# Switches on Wood Bases



## GaryY (Jan 2, 2008)

I thought I'd maybe show you what I'm doing to get around a problem I have.

For a while now I have been having the odd derailment on my double crossover on my outdoor ground level layout. 
The crossover is about 6 feet long and is a maintenance hog. 

The track gets uneven because of weather and crud (sand /dirt /stones... you name it) gets between the switch points, frogs causing a wheel to lift and before you know it a car is off the rails. This occurs of course only when visitors are watching.









Anyway, I wanted something that I could lift out and remove over winter and also be able to easily clean periodically should the need arise. Having visited an outdoor club layout I noticed they mount their switches on a piece of plywood to stabilize the movement and I thought this was a good idea.
I bought a 4’x4’ ½ inch piece of plywood, which I cut into 2 2x4 sized strips and spliced them together end to end from the underside (glued and screwed) to make a single 2x8 length of platform. I then cut 1 foot off each end making the final size 2’x6’. The actual crossover is about 20 inches wide by 68 inches long.
The 2 1'x2' pieces leftover from each end will be used for two individual switches elsewhere on the RR. I had thought about using ¾ inch plywood but the weight would make the 2'x6' size just too heavy to lug around. 

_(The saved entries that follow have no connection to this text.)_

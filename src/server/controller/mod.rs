//! HTTP handlers.
//!
//! Controllers stay thin: authenticate via the auth guard where required,
//! convert DTOs to params, call the matching service, and convert the result
//! back to a DTO. All error mapping lives on `AppError`.

pub mod check_in;
pub mod enrollment;
pub mod gym;
pub mod help_order;
pub mod plan;
pub mod session;
pub mod student;
pub mod user;
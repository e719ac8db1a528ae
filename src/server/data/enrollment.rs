//! Enrollment data repository for database operations.

use sea_orm::{
    ActiveValue, ColumnTrait, DatabaseConnection, DbErr, EntityTrait, JoinType, PaginatorTrait,
    QueryFilter, QueryOrder, QuerySelect, RelationTrait,
};

use crate::server::model::enrollment::{Enrollment, EnrollmentTerms};

/// Repository providing database operations for enrollment management.
///
/// Gym-scoped queries join through the student table, since enrollments carry
/// no gym column of their own.
pub struct EnrollmentRepository<'a> {
    db: &'a DatabaseConnection,
}

impl<'a> EnrollmentRepository<'a> {
    pub fn new(db: &'a DatabaseConnection) -> Self {
        Self { db }
    }

    /// Finds an enrollment by id.
    ///
    /// # Returns
    /// - `Ok(Some(Enrollment))` - Enrollment found
    /// - `Ok(None)` - No enrollment with that id
    /// - `Err(DbErr)` - Database error during query
    pub async fn find_by_id(&self, id: i32) -> Result<Option<Enrollment>, DbErr> {
        let entity = entity::prelude::Enrollment::find_by_id(id)
            .one(self.db)
            .await?;

        Ok(entity.map(Enrollment::from_entity))
    }

    /// Checks whether the student has any enrollment.
    ///
    /// Backs the single-enrollment rule; there is no unique index on
    /// student_id, so this existence query is the only guard.
    ///
    /// # Returns
    /// - `Ok(true)` - Student has at least one enrollment
    /// - `Ok(false)` - Student has none
    /// - `Err(DbErr)` - Database error during count query
    pub async fn exists_for_student(&self, student_id: i32) -> Result<bool, DbErr> {
        let count = entity::prelude::Enrollment::find()
            .filter(entity::enrollment::Column::StudentId.eq(student_id))
            .count(self.db)
            .await?;

        Ok(count > 0)
    }

    /// Gets all enrollments whose student belongs to the given gym, newest
    /// start first.
    ///
    /// # Returns
    /// - `Ok(Vec<Enrollment>)` - Enrollments of the gym (empty if none)
    /// - `Err(DbErr)` - Database error during query
    pub async fn get_by_gym(&self, gym_id: i32) -> Result<Vec<Enrollment>, DbErr> {
        let entities = entity::prelude::Enrollment::find()
            .join(JoinType::InnerJoin, entity::enrollment::Relation::Student.def())
            .filter(entity::student::Column::GymId.eq(gym_id))
            .order_by_desc(entity::enrollment::Column::StartDate)
            .all(self.db)
            .await?;

        Ok(entities.into_iter().map(Enrollment::from_entity).collect())
    }

    /// Creates an enrollment from fully computed terms.
    ///
    /// # Returns
    /// - `Ok(Enrollment)` - The created enrollment with its assigned id
    /// - `Err(DbErr)` - Database error during insert
    pub async fn create(
        &self,
        student_id: i32,
        terms: EnrollmentTerms,
    ) -> Result<Enrollment, DbErr> {
        let entity = entity::prelude::Enrollment::insert(entity::enrollment::ActiveModel {
            student_id: ActiveValue::Set(student_id),
            plan_id: ActiveValue::Set(terms.plan_id),
            start_date: ActiveValue::Set(terms.start_date),
            end_date: ActiveValue::Set(terms.end_date),
            price: ActiveValue::Set(terms.price),
            ..Default::default()
        })
        .exec_with_returning(self.db)
        .await?;

        Ok(Enrollment::from_entity(entity))
    }

    /// Replaces an enrollment's terms. The student binding never changes.
    ///
    /// # Returns
    /// - `Ok(Some(Enrollment))` - The updated enrollment
    /// - `Ok(None)` - No enrollment with that id
    /// - `Err(DbErr)` - Database error during query or update
    pub async fn update(
        &self,
        id: i32,
        terms: EnrollmentTerms,
    ) -> Result<Option<Enrollment>, DbErr> {
        let Some(existing) = entity::prelude::Enrollment::find_by_id(id).one(self.db).await?
        else {
            return Ok(None);
        };

        let entity = entity::prelude::Enrollment::update(entity::enrollment::ActiveModel {
            id: ActiveValue::Unchanged(existing.id),
            student_id: ActiveValue::Unchanged(existing.student_id),
            plan_id: ActiveValue::Set(terms.plan_id),
            start_date: ActiveValue::Set(terms.start_date),
            end_date: ActiveValue::Set(terms.end_date),
            price: ActiveValue::Set(terms.price),
        })
        .exec(self.db)
        .await?;

        Ok(Some(Enrollment::from_entity(entity)))
    }

    /// Deletes an enrollment by id.
    ///
    /// # Returns
    /// - `Ok(true)` - Enrollment deleted
    /// - `Ok(false)` - No enrollment with that id
    /// - `Err(DbErr)` - Database error during delete
    pub async fn delete(&self, id: i32) -> Result<bool, DbErr> {
        let result = entity::prelude::Enrollment::delete_by_id(id)
            .exec(self.db)
            .await?;

        Ok(result.rows_affected > 0)
    }
}
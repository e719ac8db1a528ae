use serde::{Deserialize, Serialize};
use utoipa::ToSchema;

#[derive(Serialize, Deserialize, PartialEq, Clone, Debug, ToSchema)]
pub struct PlanDto {
    pub id: i32,
    pub title: String,
    pub duration_months: i32,
    pub price: f64,
}

#[derive(Serialize, Deserialize, PartialEq, Clone, Debug, ToSchema)]
pub struct CreatePlanDto {
    pub title: String,
    pub duration_months: i32,
    pub price: f64,
}

/// Partial update; omitted fields keep their stored value.
#[derive(Serialize, Deserialize, PartialEq, Clone, Debug, ToSchema)]
pub struct UpdatePlanDto {
    pub title: Option<String>,
    pub duration_months: Option<i32>,
    pub price: Option<f64>,
}
use sea_orm::entity::prelude::*;

#[derive(Clone, Debug, PartialEq, Eq, DeriveEntityModel)]
#[sea_orm(table_name = "gym")]
pub struct Model {
    #[sea_orm(primary_key)]
    pub id: i32,
    pub name: String,
    pub address: String,
    pub contact: String,
}

#[derive(Copy, Clone, Debug, EnumIter, DeriveRelation)]
pub enum Relation {
    #[sea_orm(has_many = "super::user::Entity")]
    User,
    #[sea_orm(has_many = "super::student::Entity")]
    Student,
}

impl Related<super::user::Entity> for Entity {
    fn to() -> RelationDef {
        Relation::User.def()
    }
}

impl Related<super::student::Entity> for Entity {
    fn to() -> RelationDef {
        Relation::Student.def()
    }
}

impl ActiveModelBehavior for ActiveModel {}
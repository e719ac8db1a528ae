use sea_orm_migration::{prelude::*, schema::*};

#[derive(DeriveMigrationName)]
pub struct Migration;

#[async_trait::async_trait]
impl MigrationTrait for Migration {
    async fn up(&self, manager: &SchemaManager) -> Result<(), DbErr> {
        manager
            .create_table(
                Table::create()
                    .table(Plan::Table)
                    .if_not_exists()
                    .col(pk_auto(Plan::Id))
                    .col(string(Plan::Title))
                    .col(integer(Plan::DurationMonths))
                    .col(double(Plan::Price))
                    .to_owned(),
            )
            .await
    }

    async fn down(&self, manager: &SchemaManager) -> Result<(), DbErr> {
        manager
            .drop_table(Table::drop().table(Plan::Table).to_owned())
            .await
    }
}

#[derive(DeriveIden)]
pub enum Plan {
    Table,
    Id,
    Title,
    DurationMonths,
    Price,
}
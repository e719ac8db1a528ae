//! Domain models for enrollment data operations.

use chrono::{DateTime, Utc};

use crate::model::enrollment::{CreateEnrollmentDto, EnrollmentDto, UpdateEnrollmentDto};

/// A student's membership period under a plan.
///
/// `end_date` and `price` are derived from the plan at enrollment time and
/// stored, so they survive later plan edits.
#[derive(Debug, Clone, PartialEq)]
pub struct Enrollment {
    pub id: i32,
    pub student_id: i32,
    pub plan_id: i32,
    /// Hour-aligned start of the membership.
    pub start_date: DateTime<Utc>,
    /// start_date plus the plan's duration in calendar months.
    pub end_date: DateTime<Utc>,
    /// Total price for the full duration.
    pub price: f64,
}

impl Enrollment {
    /// Converts an entity model to an enrollment domain model at the repository boundary.
    pub fn from_entity(entity: entity::enrollment::Model) -> Self {
        Self {
            id: entity.id,
            student_id: entity.student_id,
            plan_id: entity.plan_id,
            start_date: entity.start_date,
            end_date: entity.end_date,
            price: entity.price,
        }
    }

    /// Whether the enrollment covers the given instant.
    pub fn is_active_at(&self, now: DateTime<Utc>) -> bool {
        self.start_date <= now && now <= self.end_date
    }

    pub fn into_dto(self) -> EnrollmentDto {
        let active = self.is_active_at(Utc::now());
        EnrollmentDto {
            id: self.id,
            student_id: self.student_id,
            plan_id: self.plan_id,
            start_date: self.start_date,
            end_date: self.end_date,
            price: self.price,
            active,
        }
    }
}

/// Fully computed enrollment terms, ready to persist. Produced by the service
/// after plan resolution and date/price derivation.
#[derive(Debug, Clone, PartialEq)]
pub struct EnrollmentTerms {
    pub plan_id: i32,
    pub start_date: DateTime<Utc>,
    pub end_date: DateTime<Utc>,
    pub price: f64,
}

/// Parameters for enrolling a student.
#[derive(Debug, Clone)]
pub struct CreateEnrollmentParams {
    pub student_id: i32,
    pub plan_id: i32,
    /// Requested start; truncated to the hour by the service.
    pub start_date: DateTime<Utc>,
}

impl From<CreateEnrollmentDto> for CreateEnrollmentParams {
    fn from(dto: CreateEnrollmentDto) -> Self {
        Self {
            student_id: dto.student_id,
            plan_id: dto.plan_id,
            start_date: dto.start_date,
        }
    }
}

/// Parameters for rescheduling or re-planning an enrollment. Omitted fields
/// fall back to the stored enrollment.
#[derive(Debug, Clone)]
pub struct UpdateEnrollmentParams {
    pub plan_id: Option<i32>,
    pub start_date: Option<DateTime<Utc>>,
}

impl From<UpdateEnrollmentDto> for UpdateEnrollmentParams {
    fn from(dto: UpdateEnrollmentDto) -> Self {
        Self {
            plan_id: dto.plan_id,
            start_date: dto.start_date,
        }
    }
}
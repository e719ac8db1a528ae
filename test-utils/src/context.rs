use sea_orm::{sea_query::TableCreateStatement, ConnectionTrait, Database, DatabaseConnection};

use crate::error::TestError;

/// Test context containing the database connection for isolated tests.
///
/// Provides an in-memory SQLite database connection for unit and integration
/// testing. The database is created lazily on first access and persists for the
/// lifetime of the test context.
pub struct TestContext {
    /// Optional database connection to an in-memory SQLite instance.
    ///
    /// Initialized lazily when `database()` is first called. Using `Option` allows
    /// deferred connection until actually needed by the test.
    pub db: Option<DatabaseConnection>,
}

impl TestContext {
    /// Creates a new empty test context.
    pub fn new() -> Self {
        Self { db: None }
    }

    /// Gets or creates the in-memory SQLite database connection.
    ///
    /// Returns a reference to the existing database connection if one exists,
    /// otherwise creates a new in-memory SQLite database and stores the connection.
    ///
    /// # Returns
    /// - `Ok(&DatabaseConnection)` - Reference to the database connection
    /// - `Err(TestError::Database)` - Failed to connect to in-memory SQLite database
    pub async fn database(&mut self) -> Result<&DatabaseConnection, TestError> {
        match self.db {
            Some(ref db) => Ok(db),
            None => {
                let db = Database::connect("sqlite::memory:").await?;

                let db_ref = self.db.insert(db);

                Ok(&*db_ref) // Re-borrow as immutable
            }
        }
    }

    /// Creates database tables from the provided CREATE TABLE statements.
    ///
    /// Executes each CREATE TABLE statement in sequence to set up the required
    /// schema for the test. Typically called internally by `TestBuilder::build()`
    /// rather than directly.
    ///
    /// # Arguments
    /// - `stmts` - Vector of CREATE TABLE statements to execute
    ///
    /// # Returns
    /// - `Ok(())` - All tables created successfully
    /// - `Err(TestError::Database)` - Failed to create one or more tables
    pub async fn with_tables(&mut self, stmts: Vec<TableCreateStatement>) -> Result<(), TestError> {
        let db = self.database().await?;

        for stmt in stmts {
            db.execute(&stmt).await?;
        }

        Ok(())
    }
}

impl Default for TestContext {
    fn default() -> Self {
        Self::new()
    }
}
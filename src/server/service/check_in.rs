use sea_orm::DatabaseConnection;

use crate::server::{
    data::{check_in::CheckInRepository, student::StudentRepository},
    error::AppError,
    model::check_in::CheckIn,
};

/// Check-in flow. These endpoints are student-facing kiosks, so they are keyed
/// by student id rather than an authenticated staff context.
pub struct CheckInService<'a> {
    db: &'a DatabaseConnection,
}

impl<'a> CheckInService<'a> {
    pub fn new(db: &'a DatabaseConnection) -> Self {
        Self { db }
    }

    /// Gets a student's check-in history, newest first.
    pub async fn get_by_student(&self, student_id: i32) -> Result<Vec<CheckIn>, AppError> {
        self.require_student(student_id).await?;

        CheckInRepository::new(self.db)
            .get_by_student(student_id)
            .await
            .map_err(Into::into)
    }

    /// Records a check-in for the student at the current time.
    pub async fn create(&self, student_id: i32) -> Result<CheckIn, AppError> {
        self.require_student(student_id).await?;

        CheckInRepository::new(self.db)
            .create(student_id)
            .await
            .map_err(Into::into)
    }

    async fn require_student(&self, student_id: i32) -> Result<(), AppError> {
        if StudentRepository::new(self.db)
            .find_by_id(student_id)
            .await?
            .is_none()
        {
            return Err(AppError::NotFound("Student not found".to_string()));
        }

        Ok(())
    }
}
use super::*;

/// Tests that update replaces the terms while the student binding stays put.
///
/// Expected: Ok(Some(Enrollment)) with the new terms and the original student
#[tokio::test]
async fn replaces_terms_and_keeps_student() -> Result<(), DbErr> {
    let test = TestBuilder::new()
        .with_enrollment_tables()
        .build()
        .await
        .unwrap();
    let db = test.db.as_ref().unwrap();

    let (_, student, _, enrollment) = factory::helpers::create_enrolled_student(db).await?;

    let new_plan = factory::plan::PlanFactory::new(db)
        .duration_months(6)
        .price(80.0)
        .build()
        .await?;

    let start = Utc.with_ymd_and_hms(2030, 3, 1, 9, 0, 0).unwrap();
    let end = start.checked_add_months(Months::new(6)).unwrap();

    let updated = EnrollmentRepository::new(db)
        .update(
            enrollment.id,
            EnrollmentTerms {
                plan_id: new_plan.id,
                start_date: start,
                end_date: end,
                price: 480.0,
            },
        )
        .await?
        .unwrap();

    assert_eq!(updated.id, enrollment.id);
    assert_eq!(updated.student_id, student.id);
    assert_eq!(updated.plan_id, new_plan.id);
    assert_eq!(updated.start_date, start);
    assert_eq!(updated.end_date, end);
    assert_eq!(updated.price, 480.0);

    Ok(())
}

/// Tests updating an enrollment that does not exist.
///
/// Expected: Ok(None)
#[tokio::test]
async fn returns_none_for_missing_enrollment() -> Result<(), DbErr> {
    let test = TestBuilder::new()
        .with_enrollment_tables()
        .build()
        .await
        .unwrap();
    let db = test.db.as_ref().unwrap();

    let start = Utc.with_ymd_and_hms(2030, 3, 1, 9, 0, 0).unwrap();

    let updated = EnrollmentRepository::new(db)
        .update(
            999,
            EnrollmentTerms {
                plan_id: 1,
                start_date: start,
                end_date: start,
                price: 0.0,
            },
        )
        .await?;

    assert_eq!(updated, None);

    Ok(())
}
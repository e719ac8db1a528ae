use super::*;

/// Tests creating a plan and reading it back by id.
///
/// Expected: Ok(Plan) with an assigned id and the provided fields
#[tokio::test]
async fn creates_plan_with_provided_fields() -> Result<(), DbErr> {
    let test = TestBuilder::new()
        .with_table(entity::prelude::Plan)
        .build()
        .await
        .unwrap();
    let db = test.db.as_ref().unwrap();

    let repo = PlanRepository::new(db);

    let created = repo
        .create(CreatePlanParams {
            title: "Gold".to_string(),
            duration_months: 6,
            price: 90.0,
        })
        .await?;

    assert!(created.id > 0);
    assert_eq!(created.duration_months, 6);

    let found = repo.find_by_id(created.id).await?;
    assert_eq!(found, Some(created));

    Ok(())
}

/// Tests that get_all orders plans by ascending duration.
///
/// Expected: Ok(Vec<Plan>) sorted shortest plan first
#[tokio::test]
async fn get_all_orders_by_duration() -> Result<(), DbErr> {
    let test = TestBuilder::new()
        .with_table(entity::prelude::Plan)
        .build()
        .await
        .unwrap();
    let db = test.db.as_ref().unwrap();

    factory::plan::PlanFactory::new(db)
        .duration_months(12)
        .build()
        .await?;
    factory::plan::PlanFactory::new(db)
        .duration_months(1)
        .build()
        .await?;

    let plans = PlanRepository::new(db).get_all().await?;

    assert_eq!(plans.len(), 2);
    assert_eq!(plans[0].duration_months, 1);
    assert_eq!(plans[1].duration_months, 12);

    Ok(())
}
use chrono::{DateTime, Utc};
use serde::{Deserialize, Serialize};
use utoipa::ToSchema;

#[derive(Serialize, Deserialize, PartialEq, Clone, Debug, ToSchema)]
pub struct CheckInDto {
    pub id: i32,
    pub student_id: i32,
    pub created_at: DateTime<Utc>,
}
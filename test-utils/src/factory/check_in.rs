//! Check-in factory for creating test visit records.

use chrono::Utc;
use sea_orm::{ActiveModelTrait, ActiveValue, DatabaseConnection, DbErr};

/// Creates a check-in for the given student, stamped with the current time.
pub async fn create_check_in(
    db: &DatabaseConnection,
    student_id: i32,
) -> Result<entity::check_in::Model, DbErr> {
    entity::check_in::ActiveModel {
        student_id: ActiveValue::Set(student_id),
        created_at: ActiveValue::Set(Utc::now()),
        ..Default::default()
    }
    .insert(db)
    .await
}
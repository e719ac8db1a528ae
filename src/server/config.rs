use crate::server::error::{config::ConfigError, AppError};

const DEFAULT_APP_ADDR: &str = "0.0.0.0:3000";
const DEFAULT_TOKEN_EXPIRY_HOURS: i64 = 720;

pub struct Config {
    pub database_url: String,

    pub jwt_secret: String,
    pub token_expiry_hours: i64,

    pub app_addr: String,
}

impl Config {
    pub fn from_env() -> Result<Self, AppError> {
        let token_expiry_hours = match std::env::var("TOKEN_EXPIRY_HOURS") {
            Ok(raw) => raw
                .parse()
                .map_err(|_| ConfigError::InvalidEnvVar("TOKEN_EXPIRY_HOURS".to_string()))?,
            Err(_) => DEFAULT_TOKEN_EXPIRY_HOURS,
        };

        Ok(Self {
            database_url: std::env::var("DATABASE_URL")
                .map_err(|_| ConfigError::MissingEnvVar("DATABASE_URL".to_string()))?,
            jwt_secret: std::env::var("JWT_SECRET")
                .map_err(|_| ConfigError::MissingEnvVar("JWT_SECRET".to_string()))?,
            token_expiry_hours,
            app_addr: std::env::var("APP_ADDR").unwrap_or_else(|_| DEFAULT_APP_ADDR.to_string()),
        })
    }
}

I then painted the 2' x 6' with some exterior black paint I had left over from my fence and I also painted the 2 1'x2''s and the results are pictured below. I may yet trim the wood up a bit more but I'll see how this works first. 

All I have to do now is change the joiners to Split Jaw rail clamps and screw the track into the wood bases and fit into the layout ...blend them in with some ballast and hopefully I'll have reduced my maintence.

All in all it was a fun way to spend a rainy afternoon in my garage

Gary


----------



## Torby (Jan 2, 2008)

Pretty cool. 

Yes, points can be a headache. Also, ballast gets stuck between the rail and the guard.


----------



## Del Tapparo (Jan 4, 2008)

I would be afraid of that plywood warping and coming apart due to water damage. I would suggest Hardi-Backer board. You can get it at your local Home Depot or Lowes. It is about 1/4" thick. It is a cement product with lots of strength and waterproof. 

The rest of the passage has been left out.